Di Indonesia tentang perempuan masa iddah ini, meskipun tidak secara detail juga diatur dalam Kompilasi Hukum Islam. Setidaknya ada tiga pasal yang berkenaan dengan iddah istri, yaitu:
– Pasal 150 yang berkenaan dengan hak suami. Menurut pasal ini selama masa iddah ini bekas suami berhak melakukan rujuk kepada bekas istrinya. Akan tetapi, hak rujuk ini harus tetap melihat jenis talaknya. Menurut Pasal 118 KHI hanya talak raj’i yaitu talak kesatu dan kedua saja yang memberikan hak suami untuk merujuk bekas istri.

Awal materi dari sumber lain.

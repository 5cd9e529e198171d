use log::debug;

use crate::errors::GameError;
use crate::services::jumbler;
use crate::services::letter_bag::LetterBag;
use crate::services::vocab::Vocab;

/// How a single submission was classified.
#[derive(Debug, Clone, PartialEq, Eq)]
pub enum Outcome {
    /// The quota was already met; checked before the candidate is
    /// examined, so any submission past the target reports success.
    Success,
    /// A vocabulary word formed from the jumble, found for the first time.
    NewMatch(String),
    AlreadyFound(String),
    NotInVocabulary(String),
    /// A real vocabulary word whose letters aren't all in the jumble.
    NotFromJumbleLetters { word: String, jumble: String },
}

impl Outcome {
    /// Stable tag for serialization; message text stays with the transport.
    pub fn kind(&self) -> &'static str {
        match self {
            Outcome::Success => "success",
            Outcome::NewMatch(_) => "new_match",
            Outcome::AlreadyFound(_) => "already_found",
            Outcome::NotInVocabulary(_) => "not_in_vocabulary",
            Outcome::NotFromJumbleLetters { .. } => "not_from_jumble",
        }
    }
}

#[derive(Debug, Clone, Copy, PartialEq, Eq)]
enum SessionState {
    InProgress,
    Completed,
}

/// Per-player game state: the jumble being played, the quota, and the
/// words found so far. One instance per session key; the surrounding
/// transport owns storage and serializes access.
pub struct GameSession {
    jumble: String,
    // The jumble never changes within a game, so its bag is built once
    bag: LetterBag,
    target_count: usize,
    matches: Vec<String>,
    state: SessionState,
}

impl GameSession {
    /// Start a fresh game: pick the target count, build a jumble from
    /// the vocabulary, and clear the found-word list. Starting again
    /// for the same player replaces the old session wholesale.
    pub fn start(vocab: &Vocab, success_at: usize, seed: Option<u64>) -> Result<Self, GameError> {
        let target_count = vocab.len().min(success_at);
        if target_count == 0 {
            return Err(GameError::NonPositiveTarget(success_at));
        }

        let jumble = jumbler::jumble(vocab.as_list(), target_count, seed)?;
        let bag = LetterBag::new(&jumble);
        debug!("Started game: target {} words, jumble '{}'", target_count, jumble);

        Ok(GameSession {
            jumble,
            bag,
            target_count,
            matches: Vec::new(),
            state: SessionState::InProgress,
        })
    }

    pub fn jumble(&self) -> &str {
        &self.jumble
    }

    pub fn target_count(&self) -> usize {
        self.target_count
    }

    pub fn matches(&self) -> &[String] {
        &self.matches
    }

    pub fn is_completed(&self) -> bool {
        self.state == SessionState::Completed
    }

    /// Classify one submission and update the found-word list.
    ///
    /// The quota check runs first: once `target_count` distinct words
    /// have been found, every later submission reports success without
    /// the candidate being looked at. Otherwise the candidate is tested
    /// for vocabulary membership and jumble derivability; the fallthrough
    /// branch is unreachable by construction and reported as an engine
    /// bug if it ever fires.
    pub fn submit(&mut self, vocab: &Vocab, candidate: &str) -> Result<Outcome, GameError> {
        if self.matches.len() >= self.target_count {
            self.state = SessionState::Completed;
            return Ok(Outcome::Success);
        }

        let matched = vocab.has(candidate);
        let in_jumble = self.bag.contains(candidate);
        let already = self.matches.iter().any(|m| m == candidate);

        if matched && in_jumble && !already {
            self.matches.push(candidate.to_string());
            Ok(Outcome::NewMatch(candidate.to_string()))
        } else if already {
            Ok(Outcome::AlreadyFound(candidate.to_string()))
        } else if !matched {
            Ok(Outcome::NotInVocabulary(candidate.to_string()))
        } else if !in_jumble {
            Ok(Outcome::NotFromJumbleLetters {
                word: candidate.to_string(),
                jumble: self.jumble.clone(),
            })
        } else {
            Err(GameError::UnclassifiedSubmission(candidate.to_string()))
        }
    }

    /// Vocabulary-only lookup for live keystroke feedback. Needs no
    /// session data and never touches the found-word list.
    pub fn peek(vocab: &Vocab, candidate: &str) -> bool {
        vocab.has(candidate)
    }
}
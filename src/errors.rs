use thiserror::Error;

/// Failures surfaced by the game engine.
#[derive(Error, Debug, Clone, PartialEq, Eq)]
pub enum GameError {
    /// The word source produced no usable vocabulary; a jumble cannot
    /// be built from zero words. Fatal at startup.
    #[error("vocabulary is empty; a jumble needs at least one word")]
    EmptyVocabulary,

    /// The configured success threshold collapsed to zero.
    #[error("target word count must be positive (got {0})")]
    NonPositiveTarget(usize),

    /// A jumble was requested for zero words. Callers clamp the count
    /// against the vocabulary size before calling, so this only fires
    /// on a bad argument, never on a small vocabulary.
    #[error("jumble word count must be positive")]
    NonPositiveCount,

    /// The submission classifier fell through every branch. The four
    /// classification predicates are assumed exhaustive; reaching this
    /// is a bug in the engine, never a player error.
    #[error("submission '{0}' could not be classified")]
    UnclassifiedSubmission(String),
}
//! Structured logging setup
//!
//! Library crates emit `tracing` events; with the `log` feature enabled those
//! are forwarded to the `log` facade, which `env_logger` renders here.

use log::{info, warn};
use std::sync::Once;

use super::types::BuiltinError;

static INIT_LOGGER: Once = Once::new();

/// Logging entry points
pub struct Logging;

impl Logging {
    /// Initialize logging (call once at application startup)
    ///
    /// Levels come from `RUST_LOG`, e.g.
    /// - `RUST_LOG=info`
    /// - `RUST_LOG=rulecrypt_x509=debug,rulecrypt=info`
    pub fn init() {
        INIT_LOGGER.call_once(|| {
            env_logger::Builder::from_default_env()
                .format_timestamp_micros()
                .init();

            info!("structured logging initialized");
        });
    }

    /// Initialize logging for test binaries
    pub fn init_test() {
        let _ = env_logger::Builder::from_default_env()
            .is_test(true)
            .try_init();
    }

    /// Record a failed builtin call. Only the error is logged, never the argument.
    pub fn log_builtin_failure(name: &str, arg_len: usize, error: &BuiltinError) {
        warn!(
            "builtin {name} failed (arg_len: {arg_len}, code: {}): {}",
            error.code(),
            error.message()
        );
    }
}
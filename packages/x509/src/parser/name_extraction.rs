//! Distinguished name attribute extraction
//!
//! Attributes are keyed by name; anything without a well-known name is kept
//! under its dotted OID so no attribute is silently dropped.

use x509_parser::x509::{AttributeTypeAndValue, X509Name};

use crate::types::DistinguishedName;

/// Map a dotted attribute OID to the key policy rules use
fn attribute_key(oid: &str) -> Option<&'static str> {
    match oid {
        "2.5.4.3" => Some("CommonName"),
        "2.5.4.5" => Some("SerialNumber"),
        "2.5.4.6" => Some("Country"),
        "2.5.4.7" => Some("Locality"),
        "2.5.4.8" => Some("Province"),
        "2.5.4.9" => Some("StreetAddress"),
        "2.5.4.10" => Some("Organization"),
        "2.5.4.11" => Some("OrganizationalUnit"),
        "2.5.4.17" => Some("PostalCode"),
        "1.2.840.113549.1.9.1" => Some("EmailAddress"),
        _ => None,
    }
}

/// Render an attribute value as text. Non-string values become `#` + hex of
/// their content octets.
fn attribute_value(atv: &AttributeTypeAndValue<'_>) -> String {
    if let Ok(value) = atv.as_str() {
        return value.to_string();
    }
    let raw = atv.attr_value().as_bytes();
    match std::str::from_utf8(raw) {
        Ok(value) => value.to_string(),
        Err(_) => format!("#{}", hex::encode(raw)),
    }
}

/// Extract every attribute of `name`, in encoded order, so that later
/// occurrences overwrite earlier ones.
pub fn extract_name_attributes(name: &X509Name<'_>) -> DistinguishedName {
    let mut attrs = DistinguishedName::default();

    for rdn in name.iter() {
        for atv in rdn.iter() {
            let oid = atv.attr_type().to_id_string();
            let value = attribute_value(atv);
            match attribute_key(&oid) {
                Some(key) => attrs.insert(key, value),
                None => attrs.insert(oid, value),
            }
        }
    }

    attrs
}

#[cfg(test)]
mod tests {
    use super::{attribute_key, extract_name_attributes};
    use hex_literal::hex;
    use x509_parser::prelude::FromDer;
    use x509_parser::x509::X509Name;

    #[test]
    fn test_repeated_attribute_keeps_last_value() {
        // SEQUENCE { SET { CN "a" }, SET { CN "b" }, SET { 0.9.2342.19200300.100.1.25 "c" } }
        let der = hex!(
            "30 2b"
            "31 0a 30 08 06 03 55 04 03 0c 01 61"
            "31 0a 30 08 06 03 55 04 03 0c 01 62"
            "31 11 30 0f 06 0a 09 92 26 89 93 f2 2c 64 01 19 16 01 63"
        );
        let (rest, name) = X509Name::from_der(&der).expect("valid name");
        assert!(rest.is_empty());

        let attrs = extract_name_attributes(&name);
        assert_eq!(attrs.common_name(), Some("b"));
        assert_eq!(attrs.get("0.9.2342.19200300.100.1.25"), Some("c"));
        assert_eq!(attrs.len(), 2);
    }

    #[test]
    fn test_well_known_keys() {
        assert_eq!(attribute_key("2.5.4.3"), Some("CommonName"));
        assert_eq!(attribute_key("2.5.4.8"), Some("Province"));
        assert_eq!(attribute_key("0.9.2342.19200300.100.1.25"), None);
    }
}
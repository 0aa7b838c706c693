//! `crypto.x509.*` builtins

use rulecrypt_common::BuiltinError;
use serde_json::Value;

use super::{to_value, BuiltinFn};

/// `crypto.x509.parse_certificates`
pub const PARSE_CERTIFICATES: &str = "crypto.x509.parse_certificates";
/// `crypto.x509.parse_certificate_request`
pub const PARSE_CERTIFICATE_REQUEST: &str = "crypto.x509.parse_certificate_request";

pub(crate) const BUILTINS: [(&str, BuiltinFn); 2] = [
    (PARSE_CERTIFICATES, parse_certificates),
    (PARSE_CERTIFICATE_REQUEST, parse_certificate_request),
];

/// Array of certificate objects, in input order
pub fn parse_certificates(input: &str) -> Result<Value, BuiltinError> {
    let chain = rulecrypt_x509::parse_certificates(input).map_err(BuiltinError::from_source)?;
    to_value(&chain)
}

/// Single certificate request object
pub fn parse_certificate_request(input: &str) -> Result<Value, BuiltinError> {
    let csr =
        rulecrypt_x509::parse_certificate_request(input).map_err(BuiltinError::from_source)?;
    to_value(&csr)
}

Akan tetapi menurut KHI meskipun rujuk menjadi hak suami akan tetapi bekas suami tidak bisa begitu saja merujuk istrinya, sebab bekas istri bisa saja keberatan atas ajakan rujuk suaminya. Itulah sebabnya, menurut Pasal 167 rujuk harus dilakukan melalui Kantor Urusan Agama setempat dengan membawa salinan penetapan Pengadilan Agama tentang telah terjadinya talak antar suami istri. Dan, di hadapan PPN ini, menurut Pasal 164, jika istri tidak mau dirujuk bekas suaminya, dapat mengajukan keberatan dengan disaksikan 2 orang saksi.
– Pasal 151 yang berkenaan kewajiban dan larangan selama masa iddah. Istri yang dalam masa idah, wajib menjaga dirinya, dilarang menerima pinangan, dan tidak menikah dengan pria lain. Khusus istri yang ditanggal mati suaminya, menurut Pasal 170 ayat (1) KHI, wajib melaksanakan berkabung selama masa iddah, yaitu selama 4 bulan 10 hari, sebagai tanda turut berduka cita dan sekaligus menjaga timbulnya fitnah.
– Pasal 152, yang berkenaan dengan hak istri selama masa iddah. Istri yang dalam masa iddah berhak mendapatkan nafkah dari suaminya, kecuali bila ia nusyuz.
Semoga menjadi tambahan wawasan ilmu bagi kita semua. Wallahu a’lam.